## Exercise details
Gather every line below where "misses" appears.

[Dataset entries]

_ _ _

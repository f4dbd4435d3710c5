//! Integration Tests for API Endpoints
//!
//! Tests full request/response cycle for each endpoint.

use std::sync::Arc;

use axum::{
    body::Body,
    http::{Request, StatusCode},
    Router,
};
use serde_json::Value;
use tower::ServiceExt;

use todo_cache::api::{create_router, CLIENT_VERSION_HEADER};
use todo_cache::cache::{CacheBackend, MemoryCache};
use todo_cache::policy::StaticPolicy;
use todo_cache::store::SqliteTodoStore;
use todo_cache::{AppState, CacheSettings, Config, TodoCoordinator};

// == Helper Functions ==

fn create_test_app(use_cache: bool) -> Router {
    let cache: Arc<dyn CacheBackend> = Arc::new(MemoryCache::new(100));
    let coordinator = TodoCoordinator::new(
        Arc::new(SqliteTodoStore::memory().unwrap()),
        Arc::clone(&cache),
        Arc::new(StaticPolicy::new(use_cache)),
        CacheSettings::default(),
    );
    create_router(AppState::new(Arc::new(coordinator), cache, "1.1"))
}

async fn body_to_json(body: Body) -> Value {
    let bytes = axum::body::to_bytes(body, usize::MAX).await.unwrap();
    serde_json::from_slice(&bytes).unwrap()
}

async fn send(app: &Router, method: &str, uri: &str, body: Option<&str>) -> (StatusCode, Value) {
    let mut builder = Request::builder().method(method).uri(uri);
    let body = match body {
        Some(json) => {
            builder = builder.header("content-type", "application/json");
            Body::from(json.to_string())
        }
        None => Body::empty(),
    };

    let response = app
        .clone()
        .oneshot(builder.body(body).unwrap())
        .await
        .unwrap();
    let status = response.status();
    (status, body_to_json(response.into_body()).await)
}

async fn create(app: &Router, content: &str) -> Value {
    let body = format!(r#"{{"content":"{}","createdBy":"alice","priority":5}}"#, content);
    let (status, json) = send(app, "POST", "/todos", Some(&body)).await;
    assert_eq!(status, StatusCode::CREATED);
    json
}

// == Create ==

#[tokio::test]
async fn test_create_endpoint_success() {
    let app = create_test_app(true);

    let json = create(&app, "buy milk").await;

    assert!(json["id"].as_i64().unwrap() > 0);
    assert_eq!(json["content"], "buy milk");
    assert_eq!(json["status"], "pending");
    assert_eq!(json["createdBy"], "alice");
    assert_eq!(json["priority"], 5);
    assert_eq!(json["createdAt"], json["updatedAt"]);
}

#[tokio::test]
async fn test_create_endpoint_validation() {
    let app = create_test_app(true);

    let (status, json) = send(&app, "POST", "/todos", Some(r#"{"createdBy":"alice"}"#)).await;
    assert_eq!(status, StatusCode::BAD_REQUEST);
    assert!(json["error"].as_str().unwrap().contains("content"));

    let (status, _) = send(&app, "POST", "/todos", Some(r#"{"content":"x"}"#)).await;
    assert_eq!(status, StatusCode::BAD_REQUEST);
}

// == Get ==

#[tokio::test]
async fn test_get_endpoint_success() {
    let app = create_test_app(true);
    let created = create(&app, "read me").await;
    let uri = format!("/todos/{}", created["id"]);

    let (status, json) = send(&app, "GET", &uri, None).await;

    assert_eq!(status, StatusCode::OK);
    assert_eq!(json, created);
}

#[tokio::test]
async fn test_get_endpoint_accepts_version_header() {
    let app = create_test_app(false);
    let created = create(&app, "versioned").await;

    let response = app
        .oneshot(
            Request::builder()
                .uri(format!("/todos/{}?version=0.5", created["id"]))
                .header(CLIENT_VERSION_HEADER, "2.0")
                .body(Body::empty())
                .unwrap(),
        )
        .await
        .unwrap();

    assert_eq!(response.status(), StatusCode::OK);
}

#[tokio::test]
async fn test_get_endpoint_not_found() {
    let app = create_test_app(true);

    let (status, json) = send(&app, "GET", "/todos/999", None).await;

    assert_eq!(status, StatusCode::NOT_FOUND);
    assert!(json.get("error").is_some());
}

#[tokio::test]
async fn test_get_endpoint_bad_id() {
    let app = create_test_app(true);
    let (status, _) = send(&app, "GET", "/todos/not-a-number", None).await;
    assert_eq!(status, StatusCode::BAD_REQUEST);
}

// == List ==

#[tokio::test]
async fn test_list_endpoint() {
    let app = create_test_app(true);
    create(&app, "one").await;
    create(&app, "two").await;

    let (status, json) = send(&app, "GET", "/todos/all", None).await;

    assert_eq!(status, StatusCode::OK);
    let items = json.as_array().unwrap();
    assert_eq!(items.len(), 2);
    assert_eq!(items[0]["content"], "one");
    assert_eq!(items[1]["content"], "two");
}

#[tokio::test]
async fn test_list_endpoint_empty() {
    let app = create_test_app(true);
    let (status, json) = send(&app, "GET", "/todos/all", None).await;
    assert_eq!(status, StatusCode::OK);
    assert_eq!(json, Value::Array(vec![]));
}

// == Update ==

#[tokio::test]
async fn test_update_endpoint_invalidates_cached_item() {
    let app = create_test_app(true);
    let created = create(&app, "draft").await;
    let uri = format!("/todos/{}", created["id"]);

    // populate the item cache
    send(&app, "GET", &uri, None).await;

    let (status, updated) = send(&app, "PUT", &uri, Some(r#"{"content":"final","status":"done"}"#)).await;
    assert_eq!(status, StatusCode::OK);
    assert_eq!(updated["content"], "final");
    assert_eq!(updated["status"], "done");
    assert_eq!(updated["priority"], 5);

    let (_, fetched) = send(&app, "GET", &uri, None).await;
    assert_eq!(fetched["content"], "final");
}

#[tokio::test]
async fn test_update_endpoint_validation_and_not_found() {
    let app = create_test_app(true);
    let created = create(&app, "x").await;
    let uri = format!("/todos/{}", created["id"]);

    let (status, _) = send(&app, "PUT", &uri, Some("{}")).await;
    assert_eq!(status, StatusCode::BAD_REQUEST);

    let (status, _) = send(&app, "PUT", "/todos/4242", Some(r#"{"priority":1}"#)).await;
    assert_eq!(status, StatusCode::NOT_FOUND);
}

// == Delete ==

#[tokio::test]
async fn test_delete_endpoint() {
    let app = create_test_app(true);
    let created = create(&app, "gone soon").await;
    let uri = format!("/todos/{}", created["id"]);
    send(&app, "GET", &uri, None).await;

    let (status, json) = send(&app, "DELETE", &uri, None).await;
    assert_eq!(status, StatusCode::OK);
    assert_eq!(json["status"], "deleted");
    assert_eq!(json["id"], created["id"]);

    let (status, _) = send(&app, "GET", &uri, None).await;
    assert_eq!(status, StatusCode::NOT_FOUND);

    let (status, _) = send(&app, "DELETE", &uri, None).await;
    assert_eq!(status, StatusCode::NOT_FOUND);
}

// == Stats and Health ==

#[tokio::test]
async fn test_stats_endpoint_counts_cache_reads() {
    let app = create_test_app(true);
    let created = create(&app, "counted").await;
    let uri = format!("/todos/{}", created["id"]);

    send(&app, "GET", &uri, None).await; // miss, then populate
    send(&app, "GET", &uri, None).await; // hit

    let (status, json) = send(&app, "GET", "/stats", None).await;

    assert_eq!(status, StatusCode::OK);
    assert_eq!(json["hits"], 1);
    assert_eq!(json["misses"], 1);
    assert_eq!(json["total_entries"], 1);
}

#[tokio::test]
async fn test_health_endpoint() {
    let app = create_test_app(true);
    let (status, json) = send(&app, "GET", "/health", None).await;
    assert_eq!(status, StatusCode::OK);
    assert_eq!(json["status"], "healthy");
}

// == Wiring from Config ==

#[tokio::test]
async fn test_state_from_config_with_static_policy() {
    let config = Config {
        database_path: ":memory:".to_string(),
        policy_url: None,
        policy_default_use_cache: true,
        ..Config::default()
    };
    let app = create_router(AppState::from_config(&config, MemoryCache::new(10)).unwrap());

    let created = create(&app, "wired").await;
    let (status, _) = send(&app, "GET", &format!("/todos/{}", created["id"]), None).await;
    assert_eq!(status, StatusCode::OK);
}
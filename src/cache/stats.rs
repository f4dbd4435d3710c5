//! Cache Statistics Module
//!
//! Tracks cache performance metrics including hits, misses, and evictions.

use serde::Serialize;

// == Cache Stats ==
#[derive(Debug, Clone, Default, PartialEq, Serialize)]
pub struct CacheStats {
    /// Reads that found a live value
    pub hits: u64,
    /// Reads that found nothing (absent or expired)
    pub misses: u64,
    /// Keys evicted to stay within capacity
    pub evictions: u64,
    /// Keys removed because their TTL elapsed
    pub expirations: u64,
    /// Current number of keys
    pub total_entries: usize,
}

impl CacheStats {
    pub fn new() -> Self {
        Self::default()
    }

    /// Returns hits / (hits + misses), or 0.0 before any read.
    pub fn hit_rate(&self) -> f64 {
        let total = self.hits + self.misses;
        if total == 0 {
            0.0
        } else {
            self.hits as f64 / total as f64
        }
    }

    pub fn record_hit(&mut self) {
        self.hits += 1;
    }

    pub fn record_miss(&mut self) {
        self.misses += 1;
    }

    pub fn record_eviction(&mut self) {
        self.evictions += 1;
    }

    pub fn record_expirations(&mut self, count: usize) {
        self.expirations += count as u64;
    }
}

_ _ _

## Exercise answer
    assert_eq!(json["misses"], 1);
//! Tracks cache performance metrics including hits, misses, and evictions.
    pub misses: u64,
    /// Returns hits / (hits + misses), or 0.0 before any read.
        let total = self.hits + self.misses;
        self.misses += 1;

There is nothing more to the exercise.